WHAT YOU HAVE TO DO
Reproduce the data word for word, keeping every line complete.

━━━ GIVEN DATA ━━━

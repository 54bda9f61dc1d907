//! Store Module
//!
//! In-memory ordered key-value stores sharing one contract.
//!
//! ## Implementations
//! - [`ArrayStore`]: sorted `Vec`, binary search, O(n) insert/delete
//! - [`LinkedListStore`]: sorted singly-linked chain, O(n) everything
//! - [`SkipListStore`]: probabilistic levels, expected O(log n)
//!
//! All three behave identically through [`OrderedStore`]; only their cost
//! differs.
//!
//! ## Range Sentinels
//! `range_scan(start, end)` covers `[start, end)`. An empty `start` is the
//! smallest possible key anyway, so it means "from the first key". An empty
//! `end` means "no upper bound", not "stop before the empty key".

mod array;
mod linked_list;
mod skiplist;

pub use array::ArrayStore;
pub use linked_list::LinkedListStore;
pub use skiplist::{LevelGenerator, RandomLevels, SkipListStore};

/// Ordered key-value store contract
///
/// Keys are unique; ordering is byte-wise lexicographic.
pub trait OrderedStore {
    /// Insert a record, overwriting the value if the key exists
    fn put(&mut self, key: &[u8], value: &[u8]);

    /// Look up a key
    fn get(&self, key: &[u8]) -> Option<&[u8]>;

    /// Remove a key; absent keys are a no-op
    fn delete(&mut self, key: &[u8]);

    /// Iterate records with key in `[start, end)` in ascending order
    ///
    /// See the module docs for the empty-key sentinels.
    fn range_scan<'a>(&'a self, start: &[u8], end: &[u8]) -> Box<dyn RangeIterator + 'a>;

    /// Number of live records
    fn len(&self) -> usize;

    fn is_empty(&self) -> bool {
        self.len() == 0
    }
}

/// Forward-only cursor over a key range
///
/// Positioned at the first matching record on creation. Single pass.
pub trait RangeIterator {
    /// Whether a current record exists
    fn is_valid(&self) -> bool;

    /// Key of the current record
    ///
    /// # Panics
    /// When the iterator is exhausted. Check `is_valid()` or the result of
    /// `next()` first.
    fn key(&self) -> &[u8];

    /// Value of the current record
    ///
    /// # Panics
    /// When the iterator is exhausted.
    fn value(&self) -> &[u8];

    /// Advance; returns whether a current record now exists
    fn next(&mut self) -> bool;
}

/// Drain an iterator into owned pairs
pub fn collect_range<I: RangeIterator + ?Sized>(iter: &mut I) -> Vec<(Vec<u8>, Vec<u8>)> {
    let mut out = Vec::new();
    if !iter.is_valid() {
        return out;
    }
    loop {
        out.push((iter.key().to_vec(), iter.value().to_vec()));
        if !iter.next() {
            break;
        }
    }
    out
}

/// Whether `key` falls before the (possibly unbounded) upper bound
#[inline]
pub(crate) fn before_end(key: &[u8], end: &[u8]) -> bool {
    end.is_empty() || key < end
}

/// The three store implementations, by name
#[derive(Debug, Clone, Copy, PartialEq, Eq)]
pub enum StoreKind {
    Array,
    LinkedList,
    SkipList,
}

impl StoreKind {
    pub const ALL: [StoreKind; 3] = [StoreKind::Array, StoreKind::LinkedList, StoreKind::SkipList];

    /// Create an empty store of this kind
    pub fn build(self) -> Box<dyn OrderedStore> {
        match self {
            StoreKind::Array => Box::new(ArrayStore::new()),
            StoreKind::LinkedList => Box::new(LinkedListStore::new()),
            StoreKind::SkipList => Box::new(SkipListStore::new()),
        }
    }

    /// Report name
    pub fn name(self) -> &'static str {
        match self {
            StoreKind::Array => "simple",
            StoreKind::LinkedList => "linked list",
            StoreKind::SkipList => "skip list",
        }
    }
}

━━━

THE COMPLETED TASK
repository 54bda9f61dc1d907
//! Store Module
//!
//! In-memory ordered key-value stores sharing one contract.
//!
//! ## Implementations
//! - [`ArrayStore`]: sorted `Vec`, binary search, O(n) insert/delete
//! - [`LinkedListStore`]: sorted singly-linked chain, O(n) everything
//! - [`SkipListStore`]: probabilistic levels, expected O(log n)
//!
//! All three behave identically through [`OrderedStore`]; only their cost
//! differs.
//!
//! ## Range Sentinels
//! `range_scan(start, end)` covers `[start, end)`. An empty `start` is the
//! smallest possible key anyway, so it means "from the first key". An empty
//! `end` means "no upper bound", not "stop before the empty key".

mod array;
mod linked_list;
mod skiplist;

pub use array::ArrayStore;
pub use linked_list::LinkedListStore;
pub use skiplist::{LevelGenerator, RandomLevels, SkipListStore};

/// Ordered key-value store contract
///
/// Keys are unique; ordering is byte-wise lexicographic.
pub trait OrderedStore {
    /// Insert a record, overwriting the value if the key exists
    fn put(&mut self, key: &[u8], value: &[u8]);

    /// Look up a key
    fn get(&self, key: &[u8]) -> Option<&[u8]>;

    /// Remove a key; absent keys are a no-op
    fn delete(&mut self, key: &[u8]);

    /// Iterate records with key in `[start, end)` in ascending order
    ///
    /// See the module docs for the empty-key sentinels.
    fn range_scan<'a>(&'a self, start: &[u8], end: &[u8]) -> Box<dyn RangeIterator + 'a>;

    /// Number of live records
    fn len(&self) -> usize;

    fn is_empty(&self) -> bool {
        self.len() == 0
    }
}

/// Forward-only cursor over a key range
///
/// Positioned at the first matching record on creation. Single pass.
pub trait RangeIterator {
    /// Whether a current record exists
    fn is_valid(&self) -> bool;

    /// Key of the current record
    ///
    /// # Panics
    /// When the iterator is exhausted. Check `is_valid()` or the result of
    /// `next()` first.
    fn key(&self) -> &[u8];

    /// Value of the current record
    ///
    /// # Panics
    /// When the iterator is exhausted.
    fn value(&self) -> &[u8];

    /// Advance; returns whether a current record now exists
    fn next(&mut self) -> bool;
}

/// Drain an iterator into owned pairs
pub fn collect_range<I: RangeIterator + ?Sized>(iter: &mut I) -> Vec<(Vec<u8>, Vec<u8>)> {
    let mut out = Vec::new();
    if !iter.is_valid() {
        return out;
    }
    loop {
        out.push((iter.key().to_vec(), iter.value().to_vec()));
        if !iter.next() {
            break;
        }
    }
    out
}

/// Whether `key` falls before the (possibly unbounded) upper bound
#[inline]
pub(crate) fn before_end(key: &[u8], end: &[u8]) -> bool {
    end.is_empty() || key < end
}

/// The three store implementations, by name
#[derive(Debug, Clone, Copy, PartialEq, Eq)]
pub enum StoreKind {
    Array,
    LinkedList,
    SkipList,
}

impl StoreKind {
    pub const ALL: [StoreKind; 3] = [StoreKind::Array, StoreKind::LinkedList, StoreKind::SkipList];

    /// Create an empty store of this kind
    pub fn build(self) -> Box<dyn OrderedStore> {
        match self {
            StoreKind::Array => Box::new(ArrayStore::new()),
            StoreKind::LinkedList => Box::new(LinkedListStore::new()),
            StoreKind::SkipList => Box::new(SkipListStore::new()),
        }
    }

    /// Report name
    pub fn name(self) -> &'static str {
        match self {
            StoreKind::Array => "simple",
            StoreKind::LinkedList => "linked list",
            StoreKind::SkipList => "skip list",
        }
    }
}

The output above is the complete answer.